Supplied data ▸
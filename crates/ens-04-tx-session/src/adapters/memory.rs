//! # In-Memory Wallet

use async_trait::async_trait;
use parking_lot::RwLock;
use shared_types::Address;
use std::collections::HashMap;
use zeroize::Zeroizing;

use crate::domain::SigningCredential;
use crate::errors::SessionError;
use crate::ports::WalletProvider;

/// Wallet holding accounts and their passphrases in memory.
#[derive(Default)]
pub struct InMemoryWallet {
    accounts: RwLock<HashMap<Address, Zeroizing<String>>>,
}

impl InMemoryWallet {
    /// Create an empty wallet.
    #[must_use]
    pub fn new() -> Self {
        Self::default()
    }

    /// Add an account unlocked by `passphrase`.
    pub fn add_account(&self, address: Address, passphrase: impl Into<String>) {
        self.accounts
            .write()
            .insert(address, Zeroizing::new(passphrase.into()));
    }

    /// Whether the wallet holds `address`.
    pub fn contains(&self, address: &Address) -> bool {
        self.accounts.read().contains_key(address)
    }
}

#[async_trait]
impl WalletProvider for InMemoryWallet {
    async fn resolve(
        &self,
        address: Address,
        passphrase: &str,
    ) -> Result<SigningCredential, SessionError> {
        let accounts = self.accounts.read();
        match accounts.get(&address) {
            None => Err(SessionError::unavailable(address, "account not found")),
            Some(expected) if expected.as_str() != passphrase => {
                Err(SessionError::unavailable(address, "invalid passphrase"))
            }
            Some(_) => Ok(SigningCredential::new(address, passphrase)),
        }
    }
}
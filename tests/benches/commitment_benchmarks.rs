//! # Commitment Benchmarks
//!
//! | Path | Work |
//! |------|------|
//! | `namehash` | One Keccak-256 per label plus one per level |
//! | `seal` | One Keccak-256 over 104 bytes |
//! | `build_commitment` | One seal per entry plus random draws per decoy |

use criterion::{black_box, criterion_group, criterion_main, BenchmarkId, Criterion};
use ens_01_codec::{label_hash, namehash, parse_amount};
use ens_03_commitment::{salt_hash, seal, Bid, CommitmentEngine};
use rand::rngs::StdRng;
use rand::SeedableRng;
use shared_types::{Address, U256};

// ============================================================================
// ENS-01: Name hashing
// ============================================================================

fn bench_namehash(c: &mut Criterion) {
    let mut group = c.benchmark_group("ens-01-namehash");
    for name in ["eth", "enstest.eth", "wallet.enstest.eth", "a.b.c.d.e.f.eth"] {
        group.bench_with_input(BenchmarkId::from_parameter(name), name, |b, name| {
            b.iter(|| namehash(black_box(name)))
        });
    }
    group.finish();
}

fn bench_parse_amount(c: &mut Criterion) {
    c.bench_function("ens-01-parse-amount", |b| {
        b.iter(|| parse_amount(black_box("0.01 Ether")))
    });
}

// ============================================================================
// ENS-03: Sealing
// ============================================================================

fn bench_seal(c: &mut Criterion) {
    let label = label_hash("enstest");
    let bidder = Address::new([0xb1; 20]);
    let amount = U256::from(10u64).pow(U256::from(16));
    let salt = salt_hash("secret");
    c.bench_function("ens-03-seal", |b| {
        b.iter(|| seal(black_box(label), bidder, amount, salt))
    });
}

fn bench_build_commitment(c: &mut Criterion) {
    let mut group = c.benchmark_group("ens-03-build-commitment");
    let engine = CommitmentEngine::new(StdRng::seed_from_u64(42));
    let amount = U256::from(10u64).pow(U256::from(16));

    for decoys in [0usize, 3, 16, 64] {
        let bid = Bid::new(Address::new([0xb1; 20]), label_hash("enstest"), amount, "secret")
            .with_decoys(decoys);
        group.bench_with_input(BenchmarkId::from_parameter(decoys), &bid, |b, bid| {
            b.iter(|| engine.build_commitment(black_box(bid)))
        });
    }
    group.finish();
}

criterion_group!(
    benches,
    bench_namehash,
    bench_parse_amount,
    bench_seal,
    bench_build_commitment
);
criterion_main!(benches);
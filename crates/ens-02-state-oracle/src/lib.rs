//! # ENS-02 State Oracle
//!
//! **Subsystem ID:** 2
//!
//! ## Purpose
//!
//! Queries registry and registrar contract state for a name and classifies it
//! into one of a fixed set of lifecycle states. Every mutating operation
//! guards on `require_state` immediately before it builds anything.
//!
//! ## Lifecycle
//!
//! ```text
//! Available ──► Auction ──► Reveal ──► Owned
//! Forbidden, Unavailable: dead ends
//! ```
//!
//! ## Outbound Dependencies
//!
//! | Trait | Purpose |
//! |-------|---------|
//! | `RegistryReader` | Confirmed-state reads (registry, registrar, resolver) |

#![warn(clippy::all)]

pub mod adapters;
pub mod domain;
pub mod errors;
pub mod ports;
pub mod service;

pub use adapters::InMemoryRegistry;
pub use domain::{AuctionEntry, LifecycleState};
pub use errors::OracleError;
pub use ports::RegistryReader;
pub use service::StateOracle;

/// Subsystem ID.
pub const SUBSYSTEM_ID: u8 = 2;
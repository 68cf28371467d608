//! # ENS-04 Transaction Session Builder
//!
//! **Subsystem ID:** 4
//!
//! ## Purpose
//!
//! Produces the signing context for one submission: resolved credential,
//! target contract, chain id, gas price, nonce override and attached value.
//!
//! ## Architecture
//!
//! ```text
//! TransactionConfig ──► SessionBuilder ──► WalletProvider (port)
//!                             │
//!                             ▼
//!                    TransactionSession ──attach_value──► AttachedValue (guard)
//! ```
//!
//! ## Concurrency
//!
//! `AccountLocks` hands out one async mutex per signing address. Callers
//! hold the guard from session construction until the ledger has answered.

#![warn(clippy::all)]

pub mod adapters;
pub mod domain;
pub mod errors;
pub mod locks;
pub mod ports;
pub mod service;

pub use adapters::InMemoryWallet;
pub use domain::{
    AttachedValue, NonceOverride, SigningCredential, TransactionConfig, TransactionSession,
    DEFAULT_CHAIN_ID, DEFAULT_GAS_PRICE, DEFAULT_SUBMIT_TIMEOUT, NETWORK_NONCE,
};
pub use errors::SessionError;
pub use locks::{AccountGuard, AccountLocks};
pub use ports::WalletProvider;
pub use service::SessionBuilder;

/// Subsystem ID.
pub const SUBSYSTEM_ID: u8 = 4;
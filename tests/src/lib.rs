//! # ENS Auction Client Test Suite
//!
//! Cross-subsystem tests that wire every crate together over the in-memory
//! adapters, plus benchmarks for the hashing hot paths.
//!
//! ## Structure
//!
//! ```text
//! tests/
//! ├── src/integration/
//! │   ├── auction_flows.rs   # start → bid → reveal → finalize → set_address
//! │   └── concurrency.rs     # per-account serialisation
//! └── benches/
//!     └── commitment_benchmarks.rs
//! ```
//!
//! ## Running Tests
//!
//! ```bash
//! # All tests
//! cargo test -p ens-tests
//!
//! # By category
//! cargo test -p ens-tests integration::auction_flows::
//! cargo test -p ens-tests integration::concurrency::
//!
//! # Benchmarks
//! cargo bench -p ens-tests
//! ```

#![allow(dead_code)]

pub mod integration;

What is required ▸
Where a line of the records has the string "WalletProvider", copy that line.

Your response ▸
use crate::ports::WalletProvider;
impl WalletProvider for InMemoryWallet {
//! TransactionConfig ──► SessionBuilder ──► WalletProvider (port)
pub use ports::WalletProvider;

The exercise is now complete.